The entertainment industry has always been either inspiring or corrupting for teens, depending on your perspective and the type of entertainment involved. In its heyday, Hollywood was at the center of the entertainment world and is still a formidable player in this arena. The G, PG, PG-13 and R movie rating system was introduced in 1968 to help parents decide which movies are suitable for their children. Violence, profanity, drug use, nudity, and sexual content — all things that might be frightening or suggestive to young minds — are factored in to determine the rating a film receives. Smoking and tobacco consumption were not included.

Arguing that this omission was a mistake and citing extensive research showing a link between screen smoking and teenage smoking, parent groups, public health advocates and even the National Association of State attorneys general have for decades urged the Motion Picture Association to keep movies aimed at young people smoke-free. In 2007, the MPA said it would consider smoking in a film’s rating, but in practice this has been either very loosely enforced or completely ignored. There are even examples of G-rated films that contain smoke, and lighting in PG-13 films is not uncommon. Of this year’s PG-13 Oscar nominated films, “West Side Story,” “King Richard” and “No Time To Die” all feature characters using cigarettes.

So far, Disney is the only production company with a policy of eliminating tobacco imagery from all of its films. For example, in the studio’s 2021 revamp of the original PG-13 Oscar-nominated cartoon “Cruella,” the villain’s ubiquitous cigarette is gone. Other PG-13 smoke-free nominees are “Dune,” “The Eyes of Tammy Faye,” “Free Guy,” and “Spiderman: No Way Home.”

More films are now reaching audiences via streaming than through traditional cinemas and are more accessible to young people. A recent Truth Initiative study found that 60% of the top 15 TV and streaming shows for young people in 2020 featured smoking, exposing an estimated 27 million people aged 15-24 to tobacco images. The worst was the popular animated show “Family Guy”. Fox’s other offenders are “The Simpsons” and “Bob’s Burgers”. Netflix remains the streaming platform with the most liberal use of smoking, despite a promise of improvement in 2019. Some Netflix shows, such as “The Umbrella Academy” and “The Queen’s Gambit,” normalize smoking tobacco by showing it in each episode. In fact, only 14% of adults in the United States are smokers (12.8% in New York State).

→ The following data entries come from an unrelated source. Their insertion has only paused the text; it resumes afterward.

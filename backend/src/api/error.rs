//! HTTP error payloads and mapping from domain errors.
//!
//! Keeps the domain free of transport concerns by translating
//! [`DirectoryError`] and [`TenantContextError`] into Actix responses here.
//! The mapping: a missing or malformed tenant context is the
//! client's fault (400); an unavailable pool is a service condition (503);
//! a failed binding or query is an internal error (500). 5xx diagnostics are
//! logged and redacted from the response body.

use actix_web::{HttpResponse, ResponseError, http::StatusCode};
use serde::{Deserialize, Serialize};
use tracing::error;
use utoipa::ToSchema;

use crate::domain::{DirectoryError, TenantContextError};
use crate::middleware::trace::TraceId;

/// Stable machine-readable error code describing the failure category.
#[derive(Debug, Clone, Copy, PartialEq, Eq, Hash, Serialize, Deserialize, ToSchema)]
#[non_exhaustive]
#[serde(rename_all = "snake_case")]
pub enum ErrorCode {
    /// The request is malformed: missing or invalid tenant context, or a
    /// missing required header.
    InvalidRequest,
    /// The requested resource is not visible within the bound tenant.
    NotFound,
    /// No database connection is currently available.
    ServiceUnavailable,
    /// Binding or query failure inside the service.
    InternalError,
}

/// Standard error envelope returned by HTTP handlers.
#[derive(Debug, Clone, Serialize, Deserialize, ToSchema)]
#[serde(rename_all = "camelCase")]
pub struct ApiError {
    #[schema(example = "invalid_request")]
    code: ErrorCode,
    #[schema(example = "Missing X-Tenant-ID header")]
    message: String,
    #[serde(skip_serializing_if = "Option::is_none")]
    trace_id: Option<String>,
}

impl ApiError {
    fn new(code: ErrorCode, message: impl Into<String>) -> Self {
        Self {
            code,
            message: message.into(),
            trace_id: TraceId::current().map(|id| id.to_string()),
        }
    }

    /// Client error for malformed requests.
    pub fn invalid_request(message: impl Into<String>) -> Self {
        Self::new(ErrorCode::InvalidRequest, message)
    }

    /// The resource does not exist within the caller's tenant scope.
    pub fn not_found(message: impl Into<String>) -> Self {
        Self::new(ErrorCode::NotFound, message)
    }

    /// The service cannot reach its database right now.
    pub fn service_unavailable(message: impl Into<String>) -> Self {
        Self::new(ErrorCode::ServiceUnavailable, message)
    }

    /// Unexpected internal failure; the message is logged but redacted from
    /// the response.
    pub fn internal(message: impl Into<String>) -> Self {
        Self::new(ErrorCode::InternalError, message)
    }

    /// Stable machine-readable error code.
    pub const fn code(&self) -> ErrorCode {
        self.code
    }

    /// Human readable message.
    pub fn message(&self) -> &str {
        self.message.as_str()
    }

    const fn to_status_code(&self) -> StatusCode {
        match self.code {
            ErrorCode::InvalidRequest => StatusCode::BAD_REQUEST,
            ErrorCode::NotFound => StatusCode::NOT_FOUND,
            ErrorCode::ServiceUnavailable => StatusCode::SERVICE_UNAVAILABLE,
            ErrorCode::InternalError => StatusCode::INTERNAL_SERVER_ERROR,
        }
    }
}

impl From<DirectoryError> for ApiError {
    fn from(err: DirectoryError) -> Self {
        match err {
            DirectoryError::Connection { message } => Self::service_unavailable(message),
            // Binding failures are never recovered from or disguised:
            // surface as internal errors so callers decide on retry.
            DirectoryError::Binding { message } | DirectoryError::Query { message } => {
                Self::internal(message)
            }
        }
    }
}

impl From<TenantContextError> for ApiError {
    fn from(err: TenantContextError) -> Self {
        Self::invalid_request(err.to_string())
    }
}

impl std::fmt::Display for ApiError {
    fn fmt(&self, f: &mut std::fmt::Formatter<'_>) -> std::fmt::Result {
        write!(f, "{}", self.message)
    }
}

impl std::error::Error for ApiError {}

impl ResponseError for ApiError {
    fn status_code(&self) -> StatusCode {
        self.to_status_code()
    }

    fn error_response(&self) -> HttpResponse {
        let mut builder = HttpResponse::build(self.status_code());
        if let Some(id) = &self.trace_id {
            builder.insert_header(("trace-id", id.clone()));
        }
        if matches!(
            self.code,
            ErrorCode::InternalError | ErrorCode::ServiceUnavailable
        ) {
            error!(code = ?self.code, message = %self.message, "request failed");
        }
        // Pool and storage diagnostics can embed connection-string fragments,
        // so 5xx bodies carry a generic message only.
        let generic = match self.code {
            ErrorCode::InternalError => Some("Internal server error"),
            ErrorCode::ServiceUnavailable => Some("Service temporarily unavailable"),
            ErrorCode::InvalidRequest | ErrorCode::NotFound => None,
        };
        if let Some(message) = generic {
            let mut redacted = self.clone();
            redacted.message = message.to_owned();
            return builder.json(redacted);
        }
        builder.json(self)
    }
}

/// Convenience alias for HTTP handlers.
pub type ApiResult<T> = Result<T, ApiError>;

#[cfg(test)]
mod tests {
    use super::*;
    use actix_web::body::to_bytes;
    use rstest::rstest;

    #[rstest]
    #[case(ApiError::invalid_request("bad"), StatusCode::BAD_REQUEST)]
    #[case(ApiError::not_found("missing"), StatusCode::NOT_FOUND)]
    #[case(
        ApiError::service_unavailable("pool dry"),
        StatusCode::SERVICE_UNAVAILABLE
    )]
    #[case(ApiError::internal("boom"), StatusCode::INTERNAL_SERVER_ERROR)]
    fn codes_map_to_expected_statuses(#[case] err: ApiError, #[case] status: StatusCode) {
        assert_eq!(err.status_code(), status);
    }

    #[rstest]
    #[case(DirectoryError::connection("exhausted"), ErrorCode::ServiceUnavailable)]
    #[case(DirectoryError::binding("rejected"), ErrorCode::InternalError)]
    #[case(DirectoryError::query("bad sql"), ErrorCode::InternalError)]
    fn directory_errors_map_to_expected_codes(
        #[case] err: DirectoryError,
        #[case] code: ErrorCode,
    ) {
        assert_eq!(ApiError::from(err).code(), code);
    }

    #[rstest]
    fn tenant_context_errors_are_client_errors() {
        let err = ApiError::from(TenantContextError::EmptyIdentifier);
        assert_eq!(err.code(), ErrorCode::InvalidRequest);
        assert!(err.message().contains("identifier must not be empty"));
    }

    #[actix_web::test]
    async fn internal_messages_are_redacted() {
        let response = ApiError::internal("connection string with secrets").error_response();
        let body = to_bytes(response.into_body()).await.expect("body bytes");
        let payload: serde_json::Value = serde_json::from_slice(&body).expect("json body");

        assert_eq!(payload["message"], "Internal server error");
        assert_eq!(payload["code"], "internal_error");
    }

    #[actix_web::test]
    async fn service_unavailable_messages_are_redacted() {
        let response =
            ApiError::service_unavailable("could not connect to postgres://user:pass@db/hr")
                .error_response();
        let body = to_bytes(response.into_body()).await.expect("body bytes");
        let payload: serde_json::Value = serde_json::from_slice(&body).expect("json body");

        assert_eq!(payload["message"], "Service temporarily unavailable");
        assert_eq!(payload["code"], "service_unavailable");
    }

    #[actix_web::test]
    async fn client_error_messages_are_preserved() {
        let response = ApiError::invalid_request("Missing X-Tenant-ID header").error_response();
        let body = to_bytes(response.into_body()).await.expect("body bytes");
        let payload: serde_json::Value = serde_json::from_slice(&body).expect("json body");

        assert_eq!(payload["message"], "Missing X-Tenant-ID header");
    }
}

In recent years, technology has propelled cultural change on many levels, including at the intersection of teens and tobacco. Vaping, the new cool, has replaced smoking as a preference among high school students. Hollywood was defined as the “big screen”; now there are many small screens. Particularly during the pandemic, phones, tablets, and laptops have become a retreat, refuge, and distraction for multitudes. The rise of streaming services and social media platforms has transformed the way many people, including young people, communicate and consume entertainment. What young people see is harder for parents to monitor and way ahead of regulations. Social media influencers with millions of teen followers promote all kinds of products, including tobacco and vaping, on Instagram and other sites, and have become the famous spokespersons for Gen Z. On YouTube, teens perform vaping tricks and compete to see who can consume the most in the least amount of time. The effort to limit the imagery of tobacco is becoming more and more difficult.

There are many different reasons, some of which are interconnected, why the vast majority of people who smoke (or vape) start in adolescence; the influence of the entertainment industry, including social media, is just one of them. Whatever the cause, the earlier you start, the harder it is to quit due to the changes nicotine makes to the developing brain. It’s a hard truth that movies never show and influencers don’t talk about on Instagram.

The Healthcare Consortium is a local charity whose mission is to improve access to healthcare and support the health and well-being of residents of our rural community. The agency is located at 325 Columbia St. in Hudson. For more information, visit www.columbiahealthnet.org or call 518-822-8820.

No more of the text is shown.